When they got to the shopping mall’s parking garage Camel thought about showing Eddie the sheet of paper from the notepad, ask him to read it and give an opinion on how he thought Gray intended to finish the statement.

“How much trouble you in?” Eddie asked.

“Lots.” Camel decided he couldn’t let any of that trouble wash over on Eddie … couldn’t tell him about killing Gray. “Let’s go see if they showed up yet.”

Camel and Neffering went into The Ground Floor but Annie and Jake weren’t there, no one had heard from them.

“Something must’ve gone wrong after I left,” Camel told Eddie. “I need that forty-five … and the keys to Mary’s Mustang.”

Neffering looked away, his big brushy mustache drooping.

“I know, Eddie, I know. You went my bail, I wrecked your Fairlane, now I want your other car and your forty-five … I know I’m being a pain in the ass but this is important, I have to get back out to Cul-De-Sac.”

“I’ll come with.”

“Not possible. Now gimme the car keys or I’ll take a fucking cab.”

“Teddy you can’t make demands like that, not to the only friend you got in the world.”

“Then who can I make them to?”

Eddie shook his head. “I brought the forty-five from home, I’ll get it then I’ll walk out to the car with you.” He waited for a thank-you.
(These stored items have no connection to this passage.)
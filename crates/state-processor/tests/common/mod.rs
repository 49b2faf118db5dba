//! Helpers shared by the integration tests.
#![allow(dead_code, unreachable_pub)]

use std::{collections::BTreeMap, sync::Arc};

use alloy_primitives::{address, Address, BlockHash, BlockNumber, ChainId, TxKind, U256};
use state_processor::{
    constants::features,
    test_utils::{TransferEngine, TX_GAS},
    ChainConfig, Fork, ForkFeature, StateProcessor, Transaction,
};

pub const MINER: Address = address!("0x1000000000000000000000000000000000000001");
pub const RECIPIENT: Address = address!("0x2000000000000000000000000000000000000002");
pub const EMITTER: Address = address!("0x3000000000000000000000000000000000000003");
pub const UNCLE_MINER: Address = address!("0x4000000000000000000000000000000000000004");

pub const GAS_PRICE: u128 = 1_000_000_000;
pub const BLOCK_GAS_LIMIT: u64 = 8_000_000;
pub const ONE_ETHER: U256 = U256::from_limbs([1_000_000_000_000_000_000, 0, 0, 0]);

pub type TestProcessor = StateProcessor<TransferEngine, BTreeMap<BlockNumber, BlockHash>>;

/// Creates a processor with an empty chain context.
pub fn processor(config: ChainConfig, engine: TransferEngine) -> TestProcessor {
    StateProcessor::new(Arc::new(config), BTreeMap::new(), engine)
}

/// An unsigned value transfer paying [`GAS_PRICE`] with the base gas limit.
pub fn transfer(nonce: u64, to: Address, value: U256) -> Transaction {
    Transaction {
        nonce,
        gas_price: GAS_PRICE,
        gas_limit: TX_GAS,
        to: TxKind::Call(to),
        value,
        ..Default::default()
    }
}

/// A configuration enabling EIP-155 for `chain_id` from `block` on.
pub fn eip155_config(block: BlockNumber, chain_id: ChainId) -> ChainConfig {
    ChainConfig::new(vec![Fork::new("Diehard", block).with_feature(
        ForkFeature::new(features::EIP155).with_option(features::CHAIN_ID_OPTION, chain_id),
    )])
}

/// The fee paid for `gas` at [`GAS_PRICE`].
pub fn fee(gas: u64) -> U256 {
    U256::from(gas) * U256::from(GAS_PRICE)
}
“Come on Eddie I’m in a hurry.”

Camel had the forty-five in one pocket, the keys to the Mustang in another … he and Eddie were just coming off the elevator when they both saw a little guy heading their way. He was five and a half feet tall, wearing a London Fog raincoat, had thinning dark hair, face like a well-groomed weasel.

“Weenie wagger,” Eddie said almost in passing because, with everything else that was happening, catching weenie waggers had fallen low on the priority list.
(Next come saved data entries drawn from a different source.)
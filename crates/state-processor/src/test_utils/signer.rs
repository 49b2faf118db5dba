use core::fmt;

use alloy_primitives::{Address, ChainId, U256};
use k256::ecdsa::SigningKey;

use crate::{
    constants::signature::{EIP155_V_OFFSET, LEGACY_V_OFFSET},
    transaction::public_key_to_address,
    Transaction,
};

/// A private key that signs test transactions.
#[derive(Clone)]
pub struct TestSigner {
    key: SigningKey,
    address: Address,
}

impl fmt::Debug for TestSigner {
    fn fmt(&self, f: &mut fmt::Formatter<'_>) -> fmt::Result {
        f.debug_struct("TestSigner").field("address", &self.address).finish_non_exhaustive()
    }
}

impl TestSigner {
    /// Creates a deterministic signer. Different seeds give different keys.
    pub fn from_seed(seed: u8) -> Self {
        let mut bytes = [0x11; 32];
        bytes[0] = seed;
        let key = SigningKey::from_slice(&bytes).expect("non-zero scalar below the curve order");
        let address = public_key_to_address(key.verifying_key());
        Self { key, address }
    }

    /// The address of the signer.
    pub const fn address(&self) -> Address {
        self.address
    }

    /// Signs `tx`, replay protected for `chain_id` if given.
    pub fn sign(&self, mut tx: Transaction, chain_id: Option<ChainId>) -> Transaction {
        let hash = tx.signature_hash(chain_id);
        let (signature, recovery_id) =
            self.key.sign_prehash_recoverable(hash.as_slice()).expect("prehash is 32 bytes");
        let bytes = signature.to_bytes();
        tx.r = U256::from_be_slice(&bytes[..32]);
        tx.s = U256::from_be_slice(&bytes[32..]);

        let parity = u64::from(recovery_id.is_y_odd());
        tx.v = match chain_id {
            Some(chain_id) => chain_id * 2 + EIP155_V_OFFSET + parity,
            None => LEGACY_V_OFFSET + parity,
        };
        tx
    }
}
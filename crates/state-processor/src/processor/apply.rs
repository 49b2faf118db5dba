use alloy_consensus::{Eip658Value, Header};
use tracing::debug;

use crate::{
    logs_bloom, ChainConfig, ExecutionEngine, ExecutionEnv, GasPool, ProcessErrorKind, Receipt,
    StateDb, Transaction, ValidationError,
};

/// Applies one transaction to `state` and builds its receipt.
///
/// The sender is recovered with the signer scheme active at `header.number`, then the message
/// is executed by `engine`, drawing gas from `gas_pool`. On success the gas used by the
/// transaction is added to `gas_used`, which holds the running total of the block, and the
/// receipt and the gas used by the transaction are returned.
///
/// Gas reported by `engine` beyond the transaction gas limit rejects the transaction.
///
/// Logs are collected by transaction hash, so the caller must have started the log record of
/// the transaction with [`StateDb::start_record`].
#[allow(clippy::too_many_arguments)]
pub fn apply_transaction<S, C, E>(
    config: &ChainConfig,
    chain: &C,
    engine: &E,
    gas_pool: &mut GasPool,
    state: &mut S,
    header: &Header,
    tx: &Transaction,
    gas_used: &mut u64,
) -> Result<(Receipt, u64), ProcessErrorKind<E::Error>>
where
    S: StateDb + ?Sized,
    C: ?Sized,
    E: ExecutionEngine<S, C> + ?Sized,
{
    let signer = config.signer_at(header.number);
    let sender = tx.recover_signer(signer).map_err(ValidationError::from)?;

    let env = ExecutionEnv { state: &mut *state, config, chain, header, sender, signer };
    let tx_gas_used =
        engine.apply_message(env, tx, gas_pool).map_err(ProcessErrorKind::Execution)?;
    if tx_gas_used > tx.gas_limit {
        return Err(ProcessErrorKind::GasLimitExceeded {
            gas_used: tx_gas_used,
            gas_limit: tx.gas_limit,
        });
    }
    *gas_used = gas_used.saturating_add(tx_gas_used);

    let tx_hash = tx.hash();
    let root = state.intermediate_root();
    let logs = state.logs(tx_hash);
    let receipt = Receipt {
        tx_hash,
        status: Eip658Value::PostState(root),
        cumulative_gas_used: *gas_used,
        gas_used: tx_gas_used,
        logs_bloom: logs_bloom(logs.iter().map(|log| &log.inner)),
        logs,
        contract_address: tx.is_create().then(|| sender.create(tx.nonce)),
    };

    debug!(
        target: "state_processor",
        %tx_hash,
        %sender,
        gas_used = tx_gas_used,
        cumulative_gas_used = receipt.cumulative_gas_used,
        contract_address = ?receipt.contract_address,
        logs = receipt.logs.len(),
        %root,
        "Built receipt"
    );

    Ok((receipt, tx_gas_used))
}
But Camel reacted differently, seeing the pervert galvanized him into action … running toward the guy, Eddie hurrying to keep up.
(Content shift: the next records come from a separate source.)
//! Protocol constants used by the state processor.

use alloy_primitives::U256;

/// The static block reward of 5 ether, in wei.
pub const MAXIMUM_BLOCK_REWARD: U256 = U256::from_limbs([5_000_000_000_000_000_000, 0, 0, 0]);

/// The number of generations over which an uncle reward decays to zero. Also the divisor of the
/// uncle reward formula.
pub const UNCLE_GENERATIONS: u64 = 8;

/// The divisor applied to the block reward to get the per-uncle inclusion bonus of the miner.
pub const UNCLE_INCLUSION_DIVISOR: u64 = 32;

/// Fork feature identifiers understood by the processor.
pub mod features {
    /// The Homestead rule set. Execution engines read it to price contract creation.
    pub const HOMESTEAD: &str = "homestead";

    /// The replay protection rule (EIP-155).
    pub const EIP155: &str = "eip155";

    /// The option of [`EIP155`] holding the required chain id.
    pub const CHAIN_ID_OPTION: &str = "chainID";
}

/// Signature `v` values of unprotected (pre-EIP-155) transactions.
pub mod signature {
    /// Offset of the recovery id in an unprotected `v` value.
    pub const LEGACY_V_OFFSET: u64 = 27;

    /// Offset of the recovery id in a protected `v` value, before adding `2 * chain_id`.
    pub const EIP155_V_OFFSET: u64 = 35;
}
At first the weenie wagger looked scared then he realized these were the same two lugs around whom he had run circles last time they met up … the pervert smiling as he skipped backward and sang out, “If it ain’t Slow and Slower … see ya boys!” To mock Camel he shaped his thumb and forefinger into a pistol and pretended to shoot.

Camel raised the .45 and shot for real, two quick rounds into the concrete at the weenie wagger’s feet … made a hell of a noise there in that low-roofed garage, the pervert lucky the bullets didn’t ricochet up into his legs. In fact when chips of concrete peppered him the little guy thought he was shot, yelping and tripping backward to fall on his skinny ass.

Neffering said, “Jesus Teddy.”

Camel walked to the pervert. “You work around here don’t you?”

He didn’t answer, too busy checking his legs for blood, for bullet wounds.

“Better find another job,” Camel told him. “I don’t want to see you again, never again, because if I ever see you again …” Something in Camel snapped loose, he kicked the guy knocking him flat on his back. “I’ll fucking castrate you.” As if to perform that very operation with gunfire he shot repeatedly into the concrete between the pervert’s legs, chips and chunks flying everywhere, the sound deafening. In the echoing aftermath of all that gunfire Camel said, “Never again.” Voice of God, Old Testament.

Eddie grabbed Camel’s gun hand and raised it to point up at the ceiling before telling the pervert, “Better get out of here.”

He didn’t have to be told a second time, the little guy quickly on his feet, running without looking back.

“Like the bad old days,” Eddie said, releasing Teddy’s hand once the pervert was out of sight. “Camel’s back.”

He popped the clip and asked Eddie, “You got more ammo?”